Start of Block

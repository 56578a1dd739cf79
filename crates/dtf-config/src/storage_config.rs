use crate::{ConfigError, ConfigErrorResult, DEFAULT_STORAGE_FILENAME};

use std::path::Path;

use serde::Deserialize;

/// Where the local key-value storage (the saved token) lives.
#[derive(Debug, Clone, Deserialize)]
#[serde(default)]
pub struct StorageConfig {
    /// File name relative to the config directory
    pub file: String,
}

impl Default for StorageConfig {
    fn default() -> Self {
        Self {
            file: String::from(DEFAULT_STORAGE_FILENAME),
        }
    }
}

impl StorageConfig {
    pub fn validate(&self) -> ConfigErrorResult<()> {
        if self.file.trim().is_empty() {
            return Err(ConfigError::storage("storage.file must not be empty"));
        }

        if Path::new(&self.file).is_absolute() || self.file.contains("..") {
            return Err(ConfigError::storage(
                "storage.file must be relative and cannot contain '..'",
            ));
        }

        Ok(())
    }
}
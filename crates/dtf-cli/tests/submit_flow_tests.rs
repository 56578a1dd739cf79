//! End-to-end submission: task form + file storage + HTTP client against wiremock

use dtf_cli::Client;
use dtf_core::{
    CREATE_FAILED_MESSAGE, FileStore, FormValues, NETWORK_ERROR_MESSAGE, SUCCESS_MESSAGE,
    StatusKind, SubmissionStatus, TaskForm,
};

use serde_json::json;
use tempfile::TempDir;
use wiremock::{
    Mock, MockServer, ResponseTemplate,
    matchers::{method, path, query_param},
};

const ENDPOINT: &str = "/api/v1/tasks/client/newhardtask";

fn fill(form: &mut TaskForm<FileStore>) {
    let values = form.values_mut();
    values.title = String::from("Карточки товара");
    values.description = String::from("10 карточек для маркетплейса");
    values.add_tag("вб");
    values.budget_from = Some(5000.0);
    values.budget_to = Some(8000.0);
    values.deadline_days = Some(5);
}

fn form_in(dir: &TempDir) -> TaskForm<FileStore> {
    TaskForm::initialize(FileStore::new(dir.path().join("storage.json"))).unwrap()
}

#[tokio::test]
async fn test_success_resets_fields_and_keeps_token() {
    let mock_server = MockServer::start().await;
    Mock::given(method("GET"))
        .and(path(ENDPOINT))
        .and(query_param("token", "tok"))
        .and(query_param("tags", "вб"))
        .respond_with(ResponseTemplate::new(200).set_body_json(json!({"id": 17})))
        .expect(1)
        .mount(&mock_server)
        .await;

    let dir = TempDir::new().unwrap();
    let mut form = form_in(&dir);
    form.set_token("tok").unwrap();
    fill(&mut form);

    let status = form
        .submit(&Client::new(&mock_server.uri()))
        .await
        .unwrap()
        .clone();

    assert_eq!(status, SubmissionStatus::success(SUCCESS_MESSAGE));
    assert_eq!(form.values(), &FormValues::default());
    assert!(!form.is_loading());

    let reopened = form_in(&dir);
    assert_eq!(reopened.token(), "tok");
}

#[tokio::test]
async fn test_server_message_surfaces_on_rejection() {
    let mock_server = MockServer::start().await;
    Mock::given(method("GET"))
        .and(path(ENDPOINT))
        .respond_with(ResponseTemplate::new(400).set_body_json(json!({"message": "Bad token"})))
        .mount(&mock_server)
        .await;

    let dir = TempDir::new().unwrap();
    let mut form = form_in(&dir);
    fill(&mut form);

    form.submit(&Client::new(&mock_server.uri())).await.unwrap();

    assert_eq!(form.status(), Some(&SubmissionStatus::error("Bad token")));
    assert_eq!(form.values().title, "Карточки товара");
}

#[tokio::test]
async fn test_unparsable_error_body_uses_fallback() {
    let mock_server = MockServer::start().await;
    Mock::given(method("GET"))
        .and(path(ENDPOINT))
        .respond_with(ResponseTemplate::new(500).set_body_string("Internal Server Error"))
        .mount(&mock_server)
        .await;

    let dir = TempDir::new().unwrap();
    let mut form = form_in(&dir);
    fill(&mut form);

    form.submit(&Client::new(&mock_server.uri())).await.unwrap();

    assert_eq!(
        form.status(),
        Some(&SubmissionStatus::error(CREATE_FAILED_MESSAGE))
    );
}

#[tokio::test]
async fn test_network_failure_reports_network_error() {
    let dir = TempDir::new().unwrap();
    let mut form = form_in(&dir);
    fill(&mut form);

    form.submit(&Client::new("http://127.0.0.1:1")).await.unwrap();

    let status = form.status().unwrap();
    assert_eq!(status.kind, StatusKind::Error);
    assert_eq!(status.message, NETWORK_ERROR_MESSAGE);
    assert!(!form.is_loading());

    form.dismiss_status();
    assert!(form.status().is_none());
}
//! # Resource Server
//!
//! This module defines the [`ResourceServer`], the task that owns the records of one type.
//! It processes requests sequentially, so the store needs no lock: exclusive ownership
//! within the task is the synchronisation.

use super::client::ServerClient;
use super::error::ServerError;
use super::message::ServerRequest;
use super::record::Record;
use std::collections::HashMap;
use tokio::sync::mpsc;
use tracing::{debug, info, warn};

/// Settings of one server.
#[derive(Debug, Clone, Copy, PartialEq, Eq)]
pub struct ServerConfig {
    /// Capacity of the request channel. Clients wait when it is full.
    pub buffer_size: usize,
}

impl Default for ServerConfig {
    fn default() -> Self {
        Self { buffer_size: 32 }
    }
}

/// The server half: owns the store and the receiving end of the request channel.
///
/// # Usage Pattern
///
/// ```rust
/// use view_binding::model::User;
/// use view_binding::server::{ResourceServer, ServerConfig};
/// use view_binding::framework::Fetch;
///
/// #[tokio::main]
/// async fn main() {
///     let (server, client) = ResourceServer::<User>::new(ServerConfig::default());
///     tokio::spawn(server.run());
///
///     let id = client.insert(User::new(1, "Ann", 54, "brown")).await.unwrap();
///     assert_eq!(client.read(&id).await.unwrap().name, "Ann");
/// }
/// ```
pub struct ResourceServer<T: Record> {
    receiver: mpsc::Receiver<ServerRequest<T>>,
    store: HashMap<T::Id, T>,
}

impl<T: Record> ResourceServer<T> {
    /// Creates a server and the client that talks to it.
    ///
    /// The server does nothing until [`run`](Self::run) is spawned.
    pub fn new(config: ServerConfig) -> (Self, ServerClient<T>) {
        let (sender, receiver) = mpsc::channel(config.buffer_size);
        let server = Self {
            receiver,
            store: HashMap::new(),
        };
        (server, ServerClient::new(sender))
    }

    /// Runs the request loop until every client is dropped.
    pub async fn run(mut self) {
        let record_type = std::any::type_name::<T>()
            .split("::")
            .last()
            .unwrap_or("Unknown");
        info!(record_type, "Server started");

        while let Some(msg) = self.receiver.recv().await {
            match msg {
                ServerRequest::Get { id, respond_to } => {
                    let record = self.store.get(&id).cloned();
                    debug!(record_type, %id, found = record.is_some(), "Get");
                    let _ = respond_to.send(record.ok_or_else(|| ServerError::NotFound(id.to_string())));
                }
                ServerRequest::Put {
                    id,
                    record,
                    respond_to,
                } => {
                    debug!(record_type, %id, ?record, "Put");
                    let Some(previous) = self.store.get(&id) else {
                        warn!(record_type, %id, "Not found");
                        let _ = respond_to.send(Err(ServerError::NotFound(id.to_string())));
                        continue;
                    };
                    match record.normalize(Some(previous)) {
                        Ok(stored) if stored.id() == id => {
                            self.store.insert(id.clone(), stored.clone());
                            info!(record_type, %id, "Stored");
                            let _ = respond_to.send(Ok(stored));
                        }
                        Ok(stored) => {
                            let other = stored.id();
                            warn!(record_type, %id, %other, "Id mismatch");
                            let reason = format!("record {other} sent to {id}");
                            let _ = respond_to.send(Err(ServerError::Rejected(reason.into())));
                        }
                        Err(e) => {
                            warn!(record_type, %id, error = %e, "Rejected");
                            let _ = respond_to.send(Err(ServerError::Rejected(Box::new(e))));
                        }
                    }
                }
                ServerRequest::Insert { record, respond_to } => {
                    let id = record.id();
                    match record.normalize(None) {
                        Ok(stored) => {
                            self.store.insert(id.clone(), stored);
                            info!(record_type, %id, size = self.store.len(), "Inserted");
                            let _ = respond_to.send(Ok(id));
                        }
                        Err(e) => {
                            warn!(record_type, %id, error = %e, "Rejected");
                            let _ = respond_to.send(Err(ServerError::Rejected(Box::new(e))));
                        }
                    }
                }
            }
        }

        info!(record_type, size = self.store.len(), "Shutdown");
    }
}
//! Display-only leaf views, rendered to plain text.
//!
//! This is the host side of the injection boundary: the framework hands these views
//! descriptors with parameters merged in, and they never know where a value came from.
//! Every resource view renders all three states: a `Loading...` placeholder, an error line,
//! or the value.

pub mod onboarding;
pub mod product_info;
pub mod user_form;
pub mod user_info;

use crate::framework::{Child, ResourceProp, ResourceStatus, ViewDescriptor};
use serde::de::DeserializeOwned;

pub const LOADING: &str = "Loading...";

/// Renders one child; text children render as themselves.
pub fn render(child: &Child) -> String {
    match child {
        Child::Text(text) => text.clone(),
        Child::View(view) => render_view(view),
    }
}

/// Renders children one per line.
pub fn render_all(children: &[Child]) -> String {
    children.iter().map(render).collect::<Vec<_>>().join("\n")
}

fn render_view(view: &ViewDescriptor) -> String {
    match view.kind() {
        user_info::KIND => user_info::render(view),
        product_info::KIND => product_info::render(view),
        user_form::KIND => user_form::render(view),
        kind if kind.starts_with(onboarding::KIND_PREFIX) => onboarding::render(view),
        kind => format!("<{kind}>"),
    }
}

/// Renders the resource injected under `name` with `ready`, or its loading/error state.
fn render_resource<T: DeserializeOwned>(
    view: &ViewDescriptor,
    name: &str,
    ready: impl FnOnce(T) -> String,
) -> String {
    let Some(prop) = view.resource(name) else {
        return format!("No {name}");
    };
    match prop.status {
        ResourceStatus::Ready => match prop.decode::<T>() {
            Some(value) => ready(value),
            None => format!("Malformed {name}"),
        },
        ResourceStatus::Error => error_line(name, prop),
        ResourceStatus::Loading | ResourceStatus::Uninitialized => LOADING.to_string(),
    }
}

fn error_line(name: &str, prop: &ResourceProp) -> String {
    match &prop.error {
        Some(error) => format!("Could not load {name}: {error}"),
        None => format!("Could not load {name}"),
    }
}

#[cfg(test)]
mod tests {
    use super::*;

    #[test]
    fn test_unknown_views_and_text() {
        let children = vec![Child::text("Title"), ViewDescriptor::new("Sidebar").into()];
        assert_eq!(render_all(&children), "Title\n<Sidebar>");
    }
}
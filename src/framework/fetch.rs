//! # Fetch Contract
//!
//! The external collaborator a binding depends on. The core only knows the signature and
//! the failure mode: a read resolves to a value or a [`FetchError`], a write resolves to
//! the server's canonical representation of what was written.
//!
//! Implementations live outside the core: [`ServerClient`](crate::server::ServerClient)
//! talks to the in-memory resource server, [`FnFetch`] adapts any async closure, and
//! [`MockSource`](super::mock::MockSource) is used in tests.

use super::error::FetchError;
use async_trait::async_trait;
use std::future::Future;
use std::sync::Arc;

/// Read side of a resource, parameterised by a key (an id, a URL, a storage key).
#[async_trait]
pub trait Fetch<K, T>: Send + Sync {
    async fn read(&self, key: &K) -> Result<T, FetchError>;
}

/// Write side of a resource.
///
/// The returned value is authoritative: the server may normalise fields or add derived ones.
#[async_trait]
pub trait Store<K, T>: Fetch<K, T> {
    async fn write(&self, key: &K, value: T) -> Result<T, FetchError>;
}

/// Adapts an async closure `Fn(K) -> Future<Output = Result<T, FetchError>>` into a [`Fetch`].
///
/// ```rust
/// use view_binding::framework::{from_fn, Fetch, FetchError};
///
/// #[tokio::main]
/// async fn main() {
///     let source = from_fn(|key: String| async move {
///         if key == "greeting" {
///             Ok("hello".to_string())
///         } else {
///             Err(FetchError::NotFound(key))
///         }
///     });
///     assert_eq!(source.read(&"greeting".to_string()).await.unwrap(), "hello");
/// }
/// ```
pub struct FnFetch<F>(F);

pub fn from_fn<F>(f: F) -> FnFetch<F> {
    FnFetch(f)
}

#[async_trait]
impl<K, T, F, Fut> Fetch<K, T> for FnFetch<F>
where
    K: Clone + Send + Sync + 'static,
    T: Send + 'static,
    F: Fn(K) -> Fut + Send + Sync + 'static,
    Fut: Future<Output = Result<T, FetchError>> + Send + 'static,
{
    async fn read(&self, key: &K) -> Result<T, FetchError> {
        (self.0)(key.clone()).await
    }
}

/// Read half of a shared [`Store`], so a binding can fetch through the same collaborator
/// an editable controller saves through.
pub(crate) struct ReadVia<K, T>(pub(crate) Arc<dyn Store<K, T>>);

#[async_trait]
impl<K, T> Fetch<K, T> for ReadVia<K, T>
where
    K: Send + Sync + 'static,
    T: Send + 'static,
{
    async fn read(&self, key: &K) -> Result<T, FetchError> {
        self.0.read(key).await
    }
}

End of Block

**Instructions to follow:** Each line of the material above that holds "Could" counts once; give the total and nothing else.

**Output:** 2